== Data supplied

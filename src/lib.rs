pub mod span;
pub mod diagnostics;
pub mod lexer;
pub mod parser;
pub mod display;
pub mod pretty;
pub mod config;

use std::path::Path;

use config::Emit;
use diagnostics::CompileError;
use lexer::Lexer;
use parser::Parser;
use parser::ast::{Expression, Program};
use tracing::{debug, info};

/// Parse a complete `int main() { ... }` program.
pub fn parse_program(source: &str) -> Result<Program, CompileError> {
    let mut parser = Parser::new(Lexer::new(source))?;
    parser.program()
}

/// Parse a single expression that must span the whole input.
pub fn parse_expression(source: &str) -> Result<Expression, CompileError> {
    let mut parser = Parser::new(Lexer::new(source))?;
    parser.expression_only()
}

/// Read a source file from disk.
pub fn read_source(path: &Path) -> Result<String, CompileError> {
    info!(path = %path.display(), "reading source");
    std::fs::read_to_string(path).map_err(|e| {
        CompileError::io(format!("could not read {}: {e}", path.display()), path.to_path_buf())
    })
}

/// Produce the CLI output for `source` in the requested form.
///
/// `Emit::Tokens` only runs the lexer; every other form parses first.
pub fn render(source: &str, emit: Emit, indent: usize) -> Result<String, CompileError> {
    let program = match emit {
        Emit::Tokens => return render_tokens(source),
        Emit::Tree | Emit::Source | Emit::Json => parse_program(source)?,
    };

    debug!(?emit, "rendering program");
    match emit {
        Emit::Source => Ok(pretty::pretty_print(&program)),
        Emit::Json => serde_json::to_string_pretty(&program)
            .map(|json| json + "\n")
            .map_err(|e| CompileError::render(format!("could not serialize AST: {e}"))),
        Emit::Tree | Emit::Tokens => Ok(display::display_tree(&program, indent)),
    }
}

/// One token per line as `line:col<TAB>Kind<TAB>lexeme`.
pub fn render_tokens(source: &str) -> Result<String, CompileError> {
    let mut out = String::new();
    for tok in lexer::lex(source)? {
        let (line, col) = tok.span.line_col(source);
        out.push_str(&format!("{line}:{col}\t{}\t{}\n", tok.kind, tok.value));
    }
    Ok(out)
}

====

What you have to do:
Only a number is wanted. How many lines of the entries above carry "Tree"?

Task answer:
2